About the Job
We're seeking experienced AI infrastructure Engineers to design and implement robust, scalable pipelines for massive data workloads. Join Tether's applied research team, where you'll contribute to high-impact projects that run across thousands of GPUs and drive cutting-edge video generation foundation development.
Responsibilities:
• Build and scale high-throughput data infrastructure optimized for video and multimodal content processing across large GPU clusters (e.g., H100/H200).
• Design core preprocessing algorithms for video, audio, text, and image modalities, enabling efficient extraction, synchronization, and normalization of temporal data.
• Build automated acquisition pipelines for sourcing large-scale video datasets, handling diverse formats, frame rates, annotations, and embedded audio.
• Architect robust systems for scalable evaluation and annotation, including prompt-based scoring, perceptual metrics, caption generation, and retrieval-based diagnostics.
• Collaborate with model researchers to co-design video model architectures (e.g. DiTs, VAEs, spatio-temporal transformers) and training schedules across pretraining and fine-tuning stages.

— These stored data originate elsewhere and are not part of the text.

#![allow(missing_docs)]

pub(crate) mod form;
pub(crate) mod html;
pub(crate) mod http;

pub(crate) use form::{
    assert_form_input, assert_form_submit_button, assert_hx_endpoint, must_get_form,
};
pub(crate) use html::{
    assert_valid_html, parse_html_document, parse_html_fragment, response_text, text_of,
};
pub(crate) use http::{
    assert_content_type, assert_hx_redirect, assert_status_ok, get_header, json_body,
};
//! Writes transactions as CSV for download.

use csv::{QuoteStyle, Terminator, WriterBuilder};
use time::{UtcOffset, macros::format_description};

use crate::Error;

use super::core::Transaction;

const HEADER: [&str; 5] = ["Title", "Amount", "Type", "Category", "Date"];

/// Write transactions as CSV with the header `Title,Amount,Type,Category,Date`.
///
/// The filtered transactions are exported when there are any, otherwise all
/// transactions are. Returns `None` when both are empty.
///
/// Dates are written as `dd/mm/yyyy hh:mm:ss` in `local_offset`, or left empty
/// for transactions without a creation time.
///
/// # Errors
/// Returns [Error::ExportError] if the CSV could not be written.
pub fn export_csv(
    filtered: &[Transaction],
    all: &[Transaction],
    local_offset: UtcOffset,
) -> Result<Option<String>, Error> {
    let transactions = if filtered.is_empty() { all } else { filtered };

    if transactions.is_empty() {
        return Ok(None);
    }

    let mut writer = WriterBuilder::new()
        .quote_style(QuoteStyle::Necessary)
        .terminator(Terminator::Any(b'\n'))
        .from_writer(Vec::new());

    writer.write_record(HEADER).map_err(to_export_error)?;

    for transaction in transactions {
        let amount = transaction.amount.to_string();
        let date = format_date(transaction, local_offset)?;

        writer
            .write_record([
                transaction.title.as_str(),
                amount.as_str(),
                transaction.kind.as_str(),
                transaction.category.as_str(),
                date.as_str(),
            ])
            .map_err(to_export_error)?;
    }

    let bytes = writer
        .into_inner()
        .map_err(|error| Error::ExportError(error.to_string()))?;
    let text = String::from_utf8(bytes).map_err(|error| Error::ExportError(error.to_string()))?;

    Ok(Some(text.trim_end_matches('\n').to_owned()))
}

fn format_date(transaction: &Transaction, local_offset: UtcOffset) -> Result<String, Error> {
    match transaction.created_at {
        Some(created_at) => created_at
            .to_offset(local_offset)
            .format(format_description!(
                "[day]/[month]/[year] [hour]:[minute]:[second]"
            ))
            .map_err(|error| Error::ExportError(error.to_string())),
        None => Ok(String::new()),
    }
}

fn to_export_error(error: csv::Error) -> Error {
    tracing::error!("Could not write CSV record: {error}");
    Error::ExportError(error.to_string())
}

• Optimize distributed data loading and pipeline throughput for training at scale, ensuring robustness across model variants and modality combinations.
• Manage infrastructure to support experiment tracking, model versioning, and cross-team deployment workflows, integrating with production and research platforms.
• Support backend engineering across research, product, and creative teams to ensure seamless integration of data and model workflows from prototyping to inference.